_Task brief_
Reading the records beneath this task, work out how many lines contain the word "Option" and reply with only that number.

Stored data entries:
►

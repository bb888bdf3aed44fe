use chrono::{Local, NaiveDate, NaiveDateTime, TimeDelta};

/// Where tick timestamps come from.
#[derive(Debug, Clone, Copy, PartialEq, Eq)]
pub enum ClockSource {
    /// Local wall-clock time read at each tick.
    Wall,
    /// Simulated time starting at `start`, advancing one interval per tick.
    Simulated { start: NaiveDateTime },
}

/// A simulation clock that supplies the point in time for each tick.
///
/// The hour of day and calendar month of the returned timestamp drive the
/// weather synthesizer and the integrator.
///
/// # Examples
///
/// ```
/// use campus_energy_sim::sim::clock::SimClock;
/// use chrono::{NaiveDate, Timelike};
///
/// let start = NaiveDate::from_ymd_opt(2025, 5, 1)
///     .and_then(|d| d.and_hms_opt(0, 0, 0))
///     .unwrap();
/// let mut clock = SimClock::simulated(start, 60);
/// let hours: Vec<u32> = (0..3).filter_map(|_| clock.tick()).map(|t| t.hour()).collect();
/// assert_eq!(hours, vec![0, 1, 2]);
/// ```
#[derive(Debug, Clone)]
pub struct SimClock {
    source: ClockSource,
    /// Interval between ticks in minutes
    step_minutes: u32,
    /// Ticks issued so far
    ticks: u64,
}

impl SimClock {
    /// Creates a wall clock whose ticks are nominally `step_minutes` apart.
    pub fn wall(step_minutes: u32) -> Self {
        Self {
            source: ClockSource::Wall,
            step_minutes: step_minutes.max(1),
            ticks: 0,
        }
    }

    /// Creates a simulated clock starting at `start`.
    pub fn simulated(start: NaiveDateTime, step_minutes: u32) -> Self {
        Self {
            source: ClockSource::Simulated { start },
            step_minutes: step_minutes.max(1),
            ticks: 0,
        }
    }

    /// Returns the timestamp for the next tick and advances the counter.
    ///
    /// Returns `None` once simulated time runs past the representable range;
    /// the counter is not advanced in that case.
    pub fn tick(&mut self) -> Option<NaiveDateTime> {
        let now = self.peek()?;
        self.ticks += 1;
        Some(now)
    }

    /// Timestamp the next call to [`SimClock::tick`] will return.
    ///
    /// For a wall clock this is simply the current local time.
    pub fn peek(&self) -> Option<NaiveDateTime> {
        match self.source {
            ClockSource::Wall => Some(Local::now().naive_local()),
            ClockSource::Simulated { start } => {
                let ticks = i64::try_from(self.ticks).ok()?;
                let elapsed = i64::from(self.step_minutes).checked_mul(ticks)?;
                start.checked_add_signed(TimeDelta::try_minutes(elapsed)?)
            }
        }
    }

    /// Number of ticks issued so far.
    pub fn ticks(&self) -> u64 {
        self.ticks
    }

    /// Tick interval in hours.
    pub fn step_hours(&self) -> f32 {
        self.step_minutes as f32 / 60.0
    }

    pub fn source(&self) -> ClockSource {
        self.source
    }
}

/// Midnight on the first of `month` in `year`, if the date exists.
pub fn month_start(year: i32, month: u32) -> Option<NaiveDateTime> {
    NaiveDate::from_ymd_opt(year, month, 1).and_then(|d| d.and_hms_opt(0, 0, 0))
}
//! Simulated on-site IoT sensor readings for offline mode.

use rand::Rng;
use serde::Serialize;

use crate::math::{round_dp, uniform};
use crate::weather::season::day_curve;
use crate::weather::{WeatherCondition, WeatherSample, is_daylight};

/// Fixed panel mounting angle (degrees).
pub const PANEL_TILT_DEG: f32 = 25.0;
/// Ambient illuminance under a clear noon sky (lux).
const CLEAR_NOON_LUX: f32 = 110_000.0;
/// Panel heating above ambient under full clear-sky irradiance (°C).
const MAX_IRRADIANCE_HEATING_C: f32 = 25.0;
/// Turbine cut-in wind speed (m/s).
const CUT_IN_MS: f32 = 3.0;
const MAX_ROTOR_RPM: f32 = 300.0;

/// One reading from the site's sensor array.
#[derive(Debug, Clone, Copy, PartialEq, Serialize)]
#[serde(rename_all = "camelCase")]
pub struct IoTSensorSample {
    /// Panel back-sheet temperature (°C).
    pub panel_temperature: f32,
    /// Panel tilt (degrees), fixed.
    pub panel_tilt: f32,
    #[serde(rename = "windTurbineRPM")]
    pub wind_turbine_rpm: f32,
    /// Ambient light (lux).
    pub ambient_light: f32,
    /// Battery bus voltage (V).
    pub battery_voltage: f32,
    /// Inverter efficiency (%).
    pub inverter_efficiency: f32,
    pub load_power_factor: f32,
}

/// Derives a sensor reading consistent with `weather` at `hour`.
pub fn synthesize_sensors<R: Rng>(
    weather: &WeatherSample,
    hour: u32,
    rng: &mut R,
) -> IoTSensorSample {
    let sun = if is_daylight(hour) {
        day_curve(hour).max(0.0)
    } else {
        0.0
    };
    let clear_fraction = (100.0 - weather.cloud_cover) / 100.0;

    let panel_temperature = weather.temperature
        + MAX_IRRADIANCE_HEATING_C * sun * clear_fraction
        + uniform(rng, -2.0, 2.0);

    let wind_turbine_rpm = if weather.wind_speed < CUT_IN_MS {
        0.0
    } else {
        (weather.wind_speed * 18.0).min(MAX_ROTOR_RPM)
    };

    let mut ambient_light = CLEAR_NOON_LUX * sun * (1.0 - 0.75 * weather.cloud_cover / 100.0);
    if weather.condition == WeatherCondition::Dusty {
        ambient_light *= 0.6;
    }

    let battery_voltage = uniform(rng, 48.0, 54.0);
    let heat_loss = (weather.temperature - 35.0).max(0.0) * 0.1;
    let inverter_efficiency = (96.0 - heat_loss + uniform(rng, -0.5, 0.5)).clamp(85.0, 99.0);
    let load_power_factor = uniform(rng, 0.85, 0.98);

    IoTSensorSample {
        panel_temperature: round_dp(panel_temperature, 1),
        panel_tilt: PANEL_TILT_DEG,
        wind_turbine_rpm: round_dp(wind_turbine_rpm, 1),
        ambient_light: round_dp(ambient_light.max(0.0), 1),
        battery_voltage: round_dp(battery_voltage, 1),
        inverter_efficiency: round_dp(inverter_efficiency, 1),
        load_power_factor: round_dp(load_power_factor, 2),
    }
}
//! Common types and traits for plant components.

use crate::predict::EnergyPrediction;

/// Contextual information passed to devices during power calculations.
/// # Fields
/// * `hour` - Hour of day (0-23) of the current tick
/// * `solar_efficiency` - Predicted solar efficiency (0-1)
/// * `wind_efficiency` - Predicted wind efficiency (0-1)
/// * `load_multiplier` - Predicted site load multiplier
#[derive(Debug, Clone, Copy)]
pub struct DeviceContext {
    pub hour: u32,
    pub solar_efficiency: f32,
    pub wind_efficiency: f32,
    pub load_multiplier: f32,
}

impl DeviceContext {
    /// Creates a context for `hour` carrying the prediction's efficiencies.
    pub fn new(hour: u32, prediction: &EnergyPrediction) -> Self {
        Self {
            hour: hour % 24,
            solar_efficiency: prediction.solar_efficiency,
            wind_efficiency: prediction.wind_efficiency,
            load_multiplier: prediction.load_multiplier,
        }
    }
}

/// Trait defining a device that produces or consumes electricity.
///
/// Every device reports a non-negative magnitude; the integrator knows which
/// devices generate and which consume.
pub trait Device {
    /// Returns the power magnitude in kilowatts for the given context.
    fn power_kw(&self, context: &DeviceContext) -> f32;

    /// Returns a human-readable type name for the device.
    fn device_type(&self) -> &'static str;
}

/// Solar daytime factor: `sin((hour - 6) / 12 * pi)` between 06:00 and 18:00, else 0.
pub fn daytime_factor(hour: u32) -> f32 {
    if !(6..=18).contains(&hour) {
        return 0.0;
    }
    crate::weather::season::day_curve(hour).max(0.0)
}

◄

_Expected output_
3